By the late sixteenth century, wells over a hundred feet deep were being hand dug near Baku, in what is now Azerbaijan.

Today's petroleum era began in 1846 at Baku, then a lonely spot in the Russian Empire. Baku lies on the windy Absheron Peninsula, at the foot of the Caucasus Mountains, on the western edge of the Caspian Sea. It was there that the first modern oil well was drilled—modern in the sense that the shovel and hand drill were discarded in favor of percussive hammers and other mechanized equipment.

What had begun in Russia arrived in America 13 years later, in Titusville, Pennsylvania, where Edwin Drake completed the first commercially successful U.S. well that had been drilled solely for oil. It reached a depth of 70 feet and produced 25 barrels per day.

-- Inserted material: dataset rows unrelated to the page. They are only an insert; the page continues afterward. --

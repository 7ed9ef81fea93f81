//! Scripted analyzer transport recording outbound traffic.

use async_trait::async_trait;
use serde_json::Value;
use std::collections::{HashMap, HashSet, VecDeque};
use std::sync::{Arc, PoisonError, RwLock, RwLockReadGuard, RwLockWriteGuard};

use crate::analyzer::{
    domain::{AnalyzedItem, CleanIndexRequest, ExchangeName, IndexId, IndexLaunch, IndexResponse},
    ports::{
        ANALYZE_ROUTE, AnalyzerTransport, CLEAN_ROUTE, DELETE_ROUTE, INDEX_ROUTE, TransportError,
        TransportResult,
    },
};

/// One message recorded by [`ScriptedAnalyzerTransport`].
#[derive(Debug, Clone, PartialEq, Eq)]
pub struct SentMessage {
    exchange: String,
    route: &'static str,
    payload: Value,
}

impl SentMessage {
    /// Returns the exchange the message was addressed to.
    #[must_use]
    pub fn exchange(&self) -> &str {
        &self.exchange
    }

    /// Returns the routing key the message was sent on.
    #[must_use]
    pub const fn route(&self) -> &'static str {
        self.route
    }

    /// Returns the JSON body exactly as it went on the wire.
    #[must_use]
    pub const fn payload(&self) -> &Value {
        &self.payload
    }
}

/// Analyzer transport double answering from scripted replies.
///
/// Records every outbound message so tests can assert on ordering and
/// payload contents. Exchanges without a scripted reply contribute
/// nothing: absent analysis replies and zero indexed items.
#[derive(Debug, Clone, Default)]
pub struct ScriptedAnalyzerTransport {
    state: Arc<RwLock<ScriptedState>>,
}

#[derive(Debug, Default)]
struct ScriptedState {
    analyze_replies: HashMap<String, VecDeque<Option<Vec<AnalyzedItem>>>>,
    index_replies: HashMap<String, u64>,
    failing: HashSet<String>,
    sent: Vec<SentMessage>,
}

impl ScriptedAnalyzerTransport {
    /// Creates a transport with no scripted replies.
    #[must_use]
    pub fn new() -> Self {
        Self::default()
    }

    /// Queues an analysis reply for the given exchange.
    ///
    /// Replies are consumed in the order they were scripted; once the
    /// queue runs dry the exchange stops replying.
    pub fn script_analyze_reply(
        &self,
        exchange: &ExchangeName,
        reply: Option<Vec<AnalyzedItem>>,
    ) {
        self.write_state()
            .analyze_replies
            .entry(exchange.as_str().to_owned())
            .or_default()
            .push_back(reply);
    }

    /// Sets the indexed-item count the given exchange reports.
    pub fn script_index_reply(&self, exchange: &ExchangeName, items_indexed: u64) {
        self.write_state()
            .index_replies
            .insert(exchange.as_str().to_owned(), items_indexed);
    }

    /// Makes every delivery to the given exchange fail.
    pub fn fail_deliveries_to(&self, exchange: &ExchangeName) {
        self.write_state()
            .failing
            .insert(exchange.as_str().to_owned());
    }

    /// Returns every message sent so far, in send order.
    #[must_use]
    pub fn sent(&self) -> Vec<SentMessage> {
        self.read_state().sent.clone()
    }

    /// Returns the messages sent to one exchange, in send order.
    #[must_use]
    pub fn sent_to(&self, exchange: &ExchangeName) -> Vec<SentMessage> {
        self.read_state()
            .sent
            .iter()
            .filter(|message| message.exchange == exchange.as_str())
            .cloned()
            .collect()
    }

    fn read_state(&self) -> RwLockReadGuard<'_, ScriptedState> {
        self.state.read().unwrap_or_else(PoisonError::into_inner)
    }

    fn write_state(&self) -> RwLockWriteGuard<'_, ScriptedState> {
        self.state.write().unwrap_or_else(PoisonError::into_inner)
    }

    /// Records an outbound message, honoring scripted delivery failures.
    fn record(
        &self,
        exchange: &ExchangeName,
        route: &'static str,
        payload: Value,
    ) -> TransportResult<()> {
        let mut state = self.write_state();
        if state.failing.contains(exchange.as_str()) {
            return Err(TransportError::delivery(
                exchange,
                std::io::Error::other("scripted delivery failure"),
            ));
        }
        state.sent.push(SentMessage {
            exchange: exchange.as_str().to_owned(),
            route,
            payload,
        });
        Ok(())
    }
}

#[async_trait]
impl AnalyzerTransport for ScriptedAnalyzerTransport {
    async fn send_index(
        &self,
        exchange: &ExchangeName,
        launches: &[IndexLaunch],
    ) -> TransportResult<IndexResponse> {
        let payload =
            serde_json::to_value(launches).map_err(|err| TransportError::delivery(exchange, err))?;
        self.record(exchange, INDEX_ROUTE, payload)?;

        let items_indexed = self
            .read_state()
            .index_replies
            .get(exchange.as_str())
            .copied()
            .unwrap_or(0);
        Ok(IndexResponse::new(items_indexed))
    }

    async fn send_analyze(
        &self,
        exchange: &ExchangeName,
        launch: &IndexLaunch,
    ) -> TransportResult<Option<Vec<AnalyzedItem>>> {
        // Wire shape: a single-element sequence wrapping the launch.
        let payload = serde_json::to_value(std::slice::from_ref(launch))
            .map_err(|err| TransportError::delivery(exchange, err))?;
        self.record(exchange, ANALYZE_ROUTE, payload)?;

        let reply = self
            .write_state()
            .analyze_replies
            .get_mut(exchange.as_str())
            .and_then(VecDeque::pop_front)
            .flatten();
        Ok(reply)
    }

    async fn send_clean(
        &self,
        exchange: &ExchangeName,
        request: &CleanIndexRequest,
    ) -> TransportResult<()> {
        let payload =
            serde_json::to_value(request).map_err(|err| TransportError::delivery(exchange, err))?;
        self.record(exchange, CLEAN_ROUTE, payload)
    }

    async fn send_delete(
        &self,
        exchange: &ExchangeName,
        index_id: IndexId,
    ) -> TransportResult<()> {
        let payload = serde_json::to_value(index_id)
            .map_err(|err| TransportError::delivery(exchange, err))?;
        self.record(exchange, DELETE_ROUTE, payload)
    }
}
//! Orchestration services for analyzer dispatch.

mod dispatch;
mod reduce;

pub use dispatch::{AnalyzerDispatchService, DispatchError, DispatchResult};
pub use reduce::run_analysis;
//! Classification results returned by analyzer backends.

use super::ids::TestItemId;
use serde::{Deserialize, Serialize};
use std::collections::HashMap;

/// Classification produced by one backend for one test item.
///
/// Immutable once returned; the issue type carries the defect-type locator
/// the backend assigned.
#[derive(Debug, Clone, PartialEq, Eq, Serialize, Deserialize)]
#[serde(rename_all = "camelCase")]
pub struct AnalyzedItem {
    item_id: TestItemId,
    issue_type: String,
    #[serde(skip_serializing_if = "Option::is_none")]
    relevant_item_id: Option<TestItemId>,
}

impl AnalyzedItem {
    /// Creates a classification result for one test item.
    #[must_use]
    pub fn new(item_id: TestItemId, issue_type: impl Into<String>) -> Self {
        Self {
            item_id,
            issue_type: issue_type.into(),
            relevant_item_id: None,
        }
    }

    /// Sets the previously analyzed item this classification was derived
    /// from.
    #[must_use]
    pub const fn with_relevant_item(mut self, relevant_item_id: TestItemId) -> Self {
        self.relevant_item_id = Some(relevant_item_id);
        self
    }

    /// Returns the classified test item identifier.
    #[must_use]
    pub const fn item_id(&self) -> TestItemId {
        self.item_id
    }

    /// Returns the assigned defect-type locator.
    #[must_use]
    pub fn issue_type(&self) -> &str {
        &self.issue_type
    }

    /// Returns the item this classification was derived from, if any.
    #[must_use]
    pub const fn relevant_item_id(&self) -> Option<TestItemId> {
        self.relevant_item_id
    }
}

/// Aggregate of per-backend classification results for one analyze call.
///
/// Keyed by each backend's result key. An item identifier appears under at
/// most one key because claimed items are removed from the outstanding
/// request before the next backend is contacted.
#[derive(Debug, Clone, Default, PartialEq, Eq, Serialize)]
#[serde(transparent)]
pub struct AnalysisReport {
    results: HashMap<String, Vec<AnalyzedItem>>,
}

impl AnalysisReport {
    /// Creates an empty report.
    #[must_use]
    pub fn new() -> Self {
        Self::default()
    }

    /// Registers one backend's results under its key.
    ///
    /// A later registration under the same key replaces the earlier one;
    /// the directory never returns the same backend twice, so this does
    /// not occur during a dispatch.
    pub fn register(&mut self, key: impl Into<String>, items: Vec<AnalyzedItem>) {
        self.results.insert(key.into(), items);
    }

    /// Returns the results contributed under the given key.
    #[must_use]
    pub fn results_for(&self, key: &str) -> Option<&[AnalyzedItem]> {
        self.results.get(key).map(Vec::as_slice)
    }

    /// Returns the keys of all contributing backends.
    pub fn analyzers(&self) -> impl Iterator<Item = &str> {
        self.results.keys().map(String::as_str)
    }

    /// Returns the number of contributing backends.
    #[must_use]
    pub fn len(&self) -> usize {
        self.results.len()
    }

    /// Returns whether no backend contributed results.
    #[must_use]
    pub fn is_empty(&self) -> bool {
        self.results.is_empty()
    }

    /// Consumes the report, yielding the underlying result map.
    #[must_use]
    pub fn into_inner(self) -> HashMap<String, Vec<AnalyzedItem>> {
        self.results
    }
}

Drake's well ran dry just two years later, but its discovery set off a fervid search for petroleum, one that quickly expanded beyond Pennsylvania and eventually stretched to the four corners of the earth.

At the time, petroleum was used as a lubricant or to produce kerosene, which was easy to handle and could be used for heat and light. Kerosene's primary by-product, gasoline, was far more volatile and was rightly seen as dangerous to handle. Demand was limited to users who were willing to deal with the risk of explosion. Attempts to use it in lamps often ended in fiery disaster.

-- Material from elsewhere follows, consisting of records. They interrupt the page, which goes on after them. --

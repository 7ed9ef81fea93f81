//! Analyzer exchange capability metadata.

use serde::{Deserialize, Serialize};

/// Describes the declared capabilities of an analyzer exchange.
///
/// Capabilities originate from the argument table the backend attached to
/// its exchange when registering on the broker.
#[derive(Debug, Clone, PartialEq, Eq, Serialize, Deserialize)]
pub struct AnalyzerCapabilities {
    supports_index: bool,
    analyzer_key: Option<String>,
}

impl AnalyzerCapabilities {
    /// Creates capabilities with the indexing flag and no declared key.
    #[must_use]
    pub const fn new(supports_index: bool) -> Self {
        Self {
            supports_index,
            analyzer_key: None,
        }
    }

    /// Sets the declared analyzer key used to label results.
    #[must_use]
    pub fn with_key(mut self, key: impl Into<String>) -> Self {
        self.analyzer_key = Some(key.into());
        self
    }

    /// Returns whether the backend accepts index requests.
    #[must_use]
    pub const fn supports_index(&self) -> bool {
        self.supports_index
    }

    /// Returns the declared analyzer key, if any.
    #[must_use]
    pub fn analyzer_key(&self) -> Option<&str> {
        self.analyzer_key.as_deref()
    }
}
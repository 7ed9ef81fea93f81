//! Validated analyzer exchange name type.

use super::AnalyzerDomainError;
use serde::{Deserialize, Serialize};
use std::fmt;

/// Maximum length for an exchange name, matching AMQP short strings.
const MAX_NAME_LENGTH: usize = 255;

/// Validated name of an analyzer message exchange.
///
/// Exchange names address one analyzer backend on the broker (e.g.
/// `analyzer.auto`, `analyzer.pattern`). Only characters in
/// `[a-zA-Z0-9-_.:]` are accepted.
#[derive(Debug, Clone, PartialEq, Eq, Hash, Serialize, Deserialize)]
#[serde(transparent)]
pub struct ExchangeName(String);

impl ExchangeName {
    /// Creates a validated exchange name.
    ///
    /// The input is trimmed before validation.
    ///
    /// # Errors
    ///
    /// Returns [`AnalyzerDomainError::EmptyExchangeName`] when the value is
    /// empty after trimming, [`AnalyzerDomainError::InvalidExchangeName`]
    /// when it contains characters outside `[a-zA-Z0-9-_.:]`, or
    /// [`AnalyzerDomainError::ExchangeNameTooLong`] when it exceeds 255
    /// characters.
    pub fn new(value: impl Into<String>) -> Result<Self, AnalyzerDomainError> {
        let raw = value.into();
        let trimmed = raw.trim();

        if trimmed.is_empty() {
            return Err(AnalyzerDomainError::EmptyExchangeName);
        }

        if trimmed.len() > MAX_NAME_LENGTH {
            return Err(AnalyzerDomainError::ExchangeNameTooLong(raw));
        }

        let is_valid = trimmed
            .chars()
            .all(|c| c.is_ascii_alphanumeric() || matches!(c, '-' | '_' | '.' | ':'));

        if !is_valid {
            return Err(AnalyzerDomainError::InvalidExchangeName(raw));
        }

        Ok(Self(trimmed.to_owned()))
    }

    /// Returns the exchange name as a string slice.
    #[must_use]
    pub fn as_str(&self) -> &str {
        &self.0
    }
}

impl AsRef<str> for ExchangeName {
    fn as_ref(&self) -> &str {
        self.as_str()
    }
}

impl fmt::Display for ExchangeName {
    fn fmt(&self, f: &mut fmt::Formatter<'_>) -> fmt::Result {
        f.write_str(&self.0)
    }
}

The invention of the four-stroke internal combustion engine in 1876 changed everything for gasoline and hence for oil. Gasoline went from unloved to most popular and became the dominant term in the profit equation for petroleum refining. Soon, the fuel was on its way to the status of military necessity. An army that ran out of gasoline would be an army that had run out of chances.

Russia recognized oil's importance earlier than most. In the latter part of the nineteenth century, Baku was the most productive oil region in the world. After hundreds and possibly thousands of years of bucket gathering, mechanized techniques brought a 200-fold increase in production between 1875 and 1895.

Russia's czarist government welcomed foreign investment, and Baku's population grew faster than that of London, Paris, or even New York. Auctions of petroleum-rich land to investors, primarily European, began in 1872. From there, it was off to the races. By the turn of the twentieth century, Baku was producing nearly half the world's oil. Capitalists making fortunes in Baku included the Rothschild family and

Ludvig and Robert Nobel, who entered with financial backing from their brother Alfred, the inventor of dynamite.

At the same time, other Russian oil deposits were being tapped directly across the Caspian Sea, on the Cheleken Peninsula in what is now Turkmenistan, to the northwest on the Black Sea, in the Arctic, and on Sakhalin Island in Russia's Far East.

Though America's production overtook Russia's in the early years of the twentieth century, the Baku region remained prolific. At the end of World War I, it was producing 15 percent of the world's oil. For Hitler, a generation later, it was still a prize worth fighting for. He was sure that if the German Wehrmacht captured Russia's two black golds—oil from the Caucasus and the rich soil of Ukraine—the Third Reich would be self-sufficient and unstoppable. He gambled to make it happen.